UNPROFOR and the European Community Monitor Mission (ECMM) requested the HV to withdraw to positions held before the offensive, but the HV declined the request. However, Croatia agreed that UNPROFOR and ECMM monitors would continue to be present in the pink zones when Croatia assumed control over them. The move was planned as a way to reassure the Serb population that the pink zones could provide them safety. In the aftermath of the offensive, the United Nations Security Council (UNSC) adopted the UNSC Resolution 762, urging cessation of hostilities in or near the UNPAs, and urging the HV to pull back to positions held before 21 June. The 113th Brigade of the HV remained at the plateau regardless. The resolution authorised the UNPROFOR to perform monitoring of the pink zones. It also recommended establishment of a joint commission chaired by an UNPROFOR representative, and including representatives of the Government of Croatia, local authorities and the ECMM to oversee restoration of Croatian control in the pink zones.

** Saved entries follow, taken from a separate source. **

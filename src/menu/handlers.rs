//! Menu page handlers
//!
//! This module implements the menu page and the product detail page, both
//! scoped by the restaurant slug.

use super::helpers::{build_product_list, render_menu_page, render_product_page};
use crate::{
    error::AppError,
    restaurant::{resolve_restaurant, ConsumptionMethod},
    state::SharedState,
};
use axum::{
    extract::{
        rejection::{PathRejection, QueryRejection},
        Path, Query, State,
    },
    response::Html,
    routing::get,
    Router,
};
use serde::Deserialize;
use tracing::debug;
use uuid::Uuid;

/// Creates routes for the menu and product pages
pub fn routes() -> Router<SharedState> {
    Router::new()
        .route("/:slug/menu", get(menu_page))
        .route("/:slug/menu/:product_id", get(product_page))
}

/// Query string of the menu page
#[derive(Debug, Deserialize)]
pub struct MenuQuery {
    #[serde(rename = "consumptionMethod")]
    pub consumption_method: Option<String>,
}

/// Endpoint: GET /{slug}/menu?consumptionMethod=WITHDRAW|DELIVERY
/// A missing, unknown or repeated consumption method is treated as an
/// unknown page.
async fn menu_page(
    State(state): State<SharedState>,
    path: Result<Path<String>, PathRejection>,
    query: Result<Query<MenuQuery>, QueryRejection>,
) -> Result<Html<String>, AppError> {
    let Path(slug) = path?;
    let Query(query) = query?;
    let restaurant = resolve_restaurant(state.store.as_ref(), &slug).await?;

    let method = query
        .consumption_method
        .as_deref()
        .unwrap_or_default()
        .parse::<ConsumptionMethod>()
        .map_err(|e| {
            debug!(slug = %slug, error = %e, "Rejecting menu request");
            AppError::NotFound(format!("menu of {slug:?}"))
        })?;

    let products = state.store.list_products(restaurant.id).await?;
    let list = build_product_list(&restaurant.slug, &products, &state.images);

    Ok(Html(render_menu_page(&restaurant, method, &list, &state.images)))
}

/// Endpoint: GET /{slug}/menu/{product_id}
/// Only products owned by the addressed restaurant are reachable.
async fn product_page(
    State(state): State<SharedState>,
    path: Result<Path<(String, String)>, PathRejection>,
) -> Result<Html<String>, AppError> {
    let Path((slug, product_id)) = path?;
    let restaurant = resolve_restaurant(state.store.as_ref(), &slug).await?;

    let not_found = || AppError::NotFound(format!("product {product_id:?} of {slug:?}"));
    let id = Uuid::parse_str(&product_id).map_err(|_| not_found())?;

    let product = state
        .store
        .list_products(restaurant.id)
        .await?
        .into_iter()
        .find(|product| product.id == id)
        .ok_or_else(not_found)?;

    Ok(Html(render_product_page(&restaurant, &product, &state.images)))
}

The prisoners taken by the HV were released in August, and they informed the UNPROFOR about the bodies in the Bačića Pit and the death of Subotić. The bodies were retrieved by Croatian authorities in the presence of UNPROFOR and other international organisations. Two Croatian military police members were charged with Subotić's murder in 2011. As of 2013 the trial is ongoing.

In 2012, twenty years after the battle, President Ivo Josipović presented the Charter of the Republic of Croatia to the commanders and units involved in the battle, commending their military achievements. That was the first such move in twenty years, and a reversal of the official stance towards the offensive which had originally declared it as an unauthorised deployment of the HV.